While a daunting dynamic, some valiant souls have tried to strike at the King. Take the case of president Gordon Gee, who led academic juggernaut, Vanderbilt University, in the early 2000s after matriculating from Ohio State via Brown University. Vandy incongruously (and typically unsuccessfully) fields a football team in the football-crazy Southeastern Conference. However in 2003, Gee grew disgusted by what he saw in big-time college athletics and vowed to end the culture of King Football at the Tennessee university saying, “There is a wrong culture in athletics and I’m declaring war on it.”
No more jock dorms, no athletic department, no AD, and no full ride scholarships for those with strong arms but weak intellects. Obituaries for Vanderbilt’s sports teams were written in most every newspaper in the shadows of the Great Smoky Mountains, and alums everywhere were wringing their hands, but something curious happened. The plan seemed to work and by 2007 Vandy enjoyed some unprecedented success. Vanderbilt turned out PGA Rookie of the Year Brandt Snedeker, Denver Broncos quarterback Jay Cutler, and Bobby Reynolds, then ranked No. 89 in the world in tennis. Both the men’s and women’s basketball teams earned No. 4 seeds in 2007’s NCAA tournaments, and the men knocked off archrival Tennessee — then ranked No. 1 — during the regular season. Football even got to break-even for the first time since 1982. Sports were no longer some money making, detached arm of the university because everyone became responsible for their success. The student body actually became invested in their fellow athletically inclined members who, now quite atypically, actually lived, studied, and moved among them. Instead of mere gawkers of some huge, muscle-bound mercenaries brought onto the campus for one reason only, the teams actually became Vanderbilt’s teams. Then, right on the precipice of a modern revolution in the marriage of academics and sports on college campuses, Gee left to return to football powerhouse Ohio State in 2007.
What a difference a state or two makes. Here’s Gee commenting on the football scandal he oversaw at Ohio State in 2010
where his coach, Jim Tressel, was charged with lying under oath to the NCAA about five OSU players receiving improper benefits for selling jerseys or trading them for tattoos. When asked if he ever considered firing Tressel for lying and then dressing ineligible players in the Buckeye’s big bowl game, Gee said, ”No, are you kidding? Let me just be very clear. I’m just hopeful the coach doesn’t dismiss me.” Gee later said he was joking after dismayed trustees and the press asked if he was serious, but as he spoke he never cracked a smile. So, the Lancelot of student-athletes everywhere had finally lost his nerve at the sword point of King Football, in of all places, Columbus, Ohio.
Despite the cold wind blowing from State College, from East to West, North to South, King Football still triumphantly looks over its vast playing field.
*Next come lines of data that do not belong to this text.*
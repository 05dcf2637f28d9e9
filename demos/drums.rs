//! Drum Transcription Example
//!
//! Transcribes a percussive signal into a band x grid-step hit matrix and
//! prints it as a step-sequencer pattern.
//!
//! Usage: `cargo run --example drums [mono.wav] [segmentation.json]`.

use groovescribe::beat::{BeatSource, Segmentation};
use groovescribe::separation::{MedianFilterSeparator, SourceSeparator};
use groovescribe::transcribe::{DrumConfig, DrumTranscriber};
use groovescribe::Signal;
use log::info;

fn read_wav(path: &str) -> Result<Signal, Box<dyn std::error::Error>> {
    let mut reader = hound::WavReader::open(path)?;
    let spec = reader.spec();
    let channels = spec.channels as usize;
    let samples: Vec<f32> = match spec.sample_format {
        hound::SampleFormat::Float => reader.samples::<f32>().collect::<Result<_, _>>()?,
        hound::SampleFormat::Int => {
            let scale = (1u64 << (spec.bits_per_sample - 1)) as f32;
            reader
                .samples::<i32>()
                .map(|s| s.map(|v| v as f32 / scale))
                .collect::<Result<_, _>>()?
        }
    };
    let mono = samples
        .chunks(channels)
        .map(|frame| frame.iter().sum::<f32>() / channels as f32)
        .collect();
    Ok(Signal::new(mono, spec.sample_rate)?)
}

fn synthetic_beat(sr: u32) -> Result<Signal, Box<dyn std::error::Error>> {
    let duration = 4.0;
    let kicks: Vec<f32> = (0..4).map(|i| i as f32).collect();
    let snares: Vec<f32> = (0..4).map(|i| i as f32 + 0.5).collect();
    let hats: Vec<f32> = (0..16).map(|i| i as f32 * 0.25).collect();
    let kick = Signal::clicks(&kicks, sr, duration, 0.1, 55.0)?;
    let snare = Signal::clicks(&snares, sr, duration, 0.05, 350.0)?;
    let hat = Signal::clicks(&hats, sr, duration, 0.02, 8000.0)?;
    Ok(kick.mix(&snare)?.mix(&hat)?)
}

fn main() -> Result<(), Box<dyn std::error::Error>> {
    env_logger::init();

    let mut args = std::env::args().skip(1);
    let signal = match args.next() {
        Some(path) => {
            info!("Reading {path}");
            let mix = read_wav(&path)?;
            MedianFilterSeparator::new().separate(&mix)?.percussive
        }
        None => {
            info!("Generating synthetic beat");
            synthetic_beat(44100)?
        }
    };

    let mut config = DrumConfig::new();
    if let Some(path) = args.next() {
        let segmentation = Segmentation::from_json(&std::fs::read_to_string(path)?)?;
        info!(
            "Segmentation: {} bars over {:.2}s",
            segmentation.length_bar, segmentation.length_s
        );
        config = config.with_beats(BeatSource::Segmentation(segmentation), false);
    }

    let analysis = DrumTranscriber::new(config)?.transcribe(&signal)?;
    info!(
        "{} beats, {} grid steps, {} broadband onsets",
        analysis.beats.len(),
        analysis.grid.len(),
        analysis.onsets.len()
    );

    for (band, row) in analysis.bands.iter().zip(analysis.onset_matrix.rows()) {
        let pattern: String = row.iter().map(|&h| if h == 1 { 'x' } else { '.' }).collect();
        info!(
            "{:>6.0}-{:<6.0} Hz  {}",
            band.band.lower_hz, band.band.upper_hz, pattern
        );
    }

    Ok(())
}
That field is littered with the raped, the molested, the roughed-up, and even the specially benefited, but it stands ready for the next contest and the millions of dollars to be made. And, yes, we will show up by the tens of thousands every Saturday in the Fall at venues all around the land to cheer on the King.
But many are realizing now that with King Football’s confessor exposed for what he was, if we don’t stop the King now, we might not be able to stop him — and all the inevitable harm — later. Are we at our “Joe Paterno moment” now that we are confronted with a credible report of depravity that we can either accept or ignore?
Off with his head? It won’t be easy.